The IOM has concluded that the hypothalamic-pituitary-adrenal axis (and possibly several other neuroendocrine axes) is disordered. Compared with healthy individuals and patients with major depression, CFS patients have lower levels of overnight cortisol, 24-hour urinary cortisol, corticotropin-releasing hormone or arginine vasopressin (or both), and adrenocorticotropin hormone. Defects in the autonomic nervous system are clinically manifested by orthostatic intolerance (heart rate and blood pressure abnormalities when standing or during head-up tilt testing).2
And here you go. The part where he actually describes what post-sepsis syndrome is:
Many patients with CFS have poorly functioning NK cells (a lymphocyte subset that defends against viral infections and malignancy) as well as altered blood levels of various cytokines.2 In a study of 298 CFS cases compared with 348 healthy controls, analysis of 51 different cytokines and related analytes suggests that CFS is driven by an immune system that is chronically activated for several years following onset and then perhaps “exhausted” from this chronic activation as the duration of the illness lengthens.6
These results are provocative because the symptoms of CFS could well reflect cytokine production in the brain from a neuroinflammatory process. Indeed, a positron emission tomography study demonstrated brain neuroinflammation (activated microglia or astrocytes) in patients with CFS.7 Moreover, when cytokines are given therapeutically (e.g., interferon for hepatitis B and C), the infusion often produces fatigue and other CFS-like symptoms.

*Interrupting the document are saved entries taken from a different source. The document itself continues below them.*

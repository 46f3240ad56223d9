use std::{
    fs,
    io::{self, Read},
    path::{Path, PathBuf},
};

use anyhow::{Context, Result};
use clap::{Args, Parser, Subcommand};
use outline_sync::append::{append_entry, contains_ignore_case};
use outline_sync::config::Config;
use outline_sync::merge::{merge_entry_outcome, merge_line_outcome};
use outline_sync::normalize::normalize;
use outline_sync::record::load_records;
use outline_sync::sync::{SyncOptions, run_source};
use tracing::{debug, info, warn};
use tracing_subscriber::EnvFilter;

#[derive(Debug, Parser)]
#[command(
    name = "outline-sync",
    about = "Keep tracker records in sync with outline pages",
    version
)]
struct Cli {
    /// Enable verbose logging for debugging.
    #[arg(long, global = true)]
    verbose: bool,
    #[command(subcommand)]
    command: Commands,
}

#[derive(Debug, Subcommand)]
enum Commands {
    /// Sync a JSON file of normalized records into a configured source's pages.
    Sync(SyncArgs),

    /// Replace or insert one keyed entry in an outline file.
    Merge(MergeArgs),

    /// Append an entry to a chronological page unless it is already there.
    Append(AppendArgs),

    /// Strip vendor boilerplate from a free-text body.
    Normalize(NormalizeArgs),
}

#[derive(Debug, Args)]
struct SyncArgs {
    /// Path to config.json.
    #[arg(long)]
    config: PathBuf,
    /// Source name as defined in the configuration.
    #[arg(long)]
    source: String,
    /// JSON array of records produced by a fetcher.
    #[arg(long)]
    records: PathBuf,
    /// Report what would change without writing.
    #[arg(long)]
    dry_run: bool,
    /// Print the sync report as JSON.
    #[arg(long)]
    json: bool,
}

#[derive(Debug, Args)]
struct MergeArgs {
    /// Outline file to update.
    #[arg(long)]
    file: PathBuf,
    /// Substring identifying the entry.
    #[arg(long)]
    key: String,
    /// Replacement entry text (may span several lines).
    #[arg(long)]
    entry: String,
    /// Treat entries as single lines instead of blocks.
    #[arg(long)]
    line: bool,
    /// Overwrite the file instead of printing to stdout.
    #[arg(long)]
    in_place: bool,
}

#[derive(Debug, Args)]
struct AppendArgs {
    /// Outline file to append to.
    #[arg(long)]
    file: PathBuf,
    #[arg(long)]
    headline: String,
    /// Body rendered as a collapsed child entry.
    #[arg(long, default_value = "")]
    body: String,
    /// Token searched before appending. Defaults to the headline.
    #[arg(long)]
    token: Option<String>,
}

#[derive(Debug, Args)]
struct NormalizeArgs {
    /// File holding the body. Reads stdin when omitted.
    input: Option<PathBuf>,
}

fn main() -> Result<()> {
    let cli = Cli::parse();
    init_tracing(cli.verbose);
    match cli.command {
        Commands::Sync(args) => handle_sync(args),
        Commands::Merge(args) => handle_merge(args),
        Commands::Append(args) => handle_append(args),
        Commands::Normalize(args) => handle_normalize(args),
    }
}

fn init_tracing(verbose: bool) {
    let default = if verbose {
        "outline_sync=debug"
    } else {
        "outline_sync=info"
    };
    tracing_subscriber::fmt()
        .with_env_filter(
            EnvFilter::try_from_default_env().unwrap_or_else(|_| EnvFilter::new(default)),
        )
        .with_writer(io::stderr)
        .init();
}

fn handle_sync(args: SyncArgs) -> Result<()> {
    let SyncArgs {
        config,
        source,
        records,
        dry_run,
        json,
    } = args;

    let config = Config::load(&config).context("loading configuration")?;
    let records = load_records(&records)?;
    if records.is_empty() {
        warn!(source = %source, "no records to sync");
    }

    let report = run_source(&config, &source, &records, SyncOptions { dry_run })
        .with_context(|| format!("syncing source {source:?}"))?;

    if json {
        println!("{}", serde_json::to_string_pretty(&report)?);
    } else {
        println!(
            "{source}: {} page(s) written, {} unchanged; {} replaced, {} inserted, {} appended, {} skipped",
            report.pages_written,
            report.pages_unchanged,
            report.entries_replaced,
            report.entries_inserted,
            report.entries_appended,
            report.entries_skipped,
        );
        for key in &report.duplicate_keys {
            println!("warning: {key} matched more than one entry");
        }
    }
    Ok(())
}

fn handle_merge(args: MergeArgs) -> Result<()> {
    let MergeArgs {
        file,
        key,
        entry,
        line,
        in_place,
    } = args;

    let original = read_or_empty(&file)?;
    let outcome = if line {
        merge_line_outcome(&original, &key, &entry)
    } else {
        merge_entry_outcome(&original, &key, &entry)
    };
    debug!(matches = outcome.matches, "merged entry");
    if outcome.matches > 1 {
        warn!(key = %key, matches = outcome.matches, "key matched several entries");
    }

    if in_place {
        write_if_changed(&file, &original, &outcome.text)?;
    } else {
        print!("{}", outcome.text);
        if !outcome.text.ends_with('\n') {
            println!();
        }
    }
    Ok(())
}

fn handle_append(args: AppendArgs) -> Result<()> {
    let AppendArgs {
        file,
        headline,
        body,
        token,
    } = args;

    let token = token.unwrap_or_else(|| headline.clone());
    let original = read_or_empty(&file)?;
    if contains_ignore_case(&original, &token) {
        info!(path = %file.display(), "entry already present");
        return Ok(());
    }
    let updated = append_entry(&original, &headline, &normalize(&body));
    write_if_changed(&file, &original, &updated)?;
    Ok(())
}

fn handle_normalize(args: NormalizeArgs) -> Result<()> {
    let body = match args.input {
        Some(path) => fs::read_to_string(&path).with_context(|| format!("reading {:?}", path))?,
        None => {
            let mut buf = String::new();
            io::stdin()
                .read_to_string(&mut buf)
                .context("reading stdin")?;
            buf
        }
    };
    print!("{}", normalize(&body));
    Ok(())
}

fn read_or_empty(path: &Path) -> Result<String> {
    match fs::read_to_string(path) {
        Ok(text) => Ok(text),
        Err(err) if err.kind() == io::ErrorKind::NotFound => Ok(String::new()),
        Err(err) => Err(err).with_context(|| format!("reading {:?}", path)),
    }
}

/// Returns whether the file was rewritten.
fn write_if_changed(path: &Path, original: &str, updated: &str) -> Result<bool> {
    if original == updated {
        info!(path = %path.display(), "file unchanged");
        return Ok(false);
    }
    fs::write(path, updated.as_bytes()).with_context(|| format!("writing {:?}", path))?;
    info!(path = %path.display(), "file changed");
    Ok(true)
}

Then, as if that didn’t just feel like Christmas morning, he whips out the old Epstein-Barr Virus, along with our favorite, FUNGI, and some other gunk, before again emphasizing chronic infections of the brain:
CFS can follow infection with Epstein-Barr virus (and possibly other specific viral, bacterial, and perhaps protozoal infections).2 However, no infectious agent has been proven to cause the ongoing symptoms of CFS — and a single, novel infectious cause is unlikely to explain most cases. It is plausible (but unproven) that a significant proportion of cases are triggered and perpetuated by any of several chronic infections of the brain and infection of immune cells associated with peripheral nerves.
I will leave you with two final kickers from Komaroff.
1. Your depression is not causing your illness. Your illness is pissing you off and the stupidity of the medical profession is what’s depressing:
In contrast to people with major depression, patients with CFS generally do not appear downcast or express feelings of hopelessness and helplessness or describe anhedonia. The exceptions are those suffering from both CFS and a secondary (reactive) depression.
2. A little exercise’ll do ya, maybe, but don’t let it do ya in.
The AHRQ report concluded that counseling therapies and graded exercise therapy help improve fatigue and function in some patients. These approaches are not curative, and exercise therapy must be pursued very cautiously as it led to more adverse events and withdrawals in several trials.
Thank you, Dr. Komaroff for such a fascinating and enlightening lesson in Toldya So.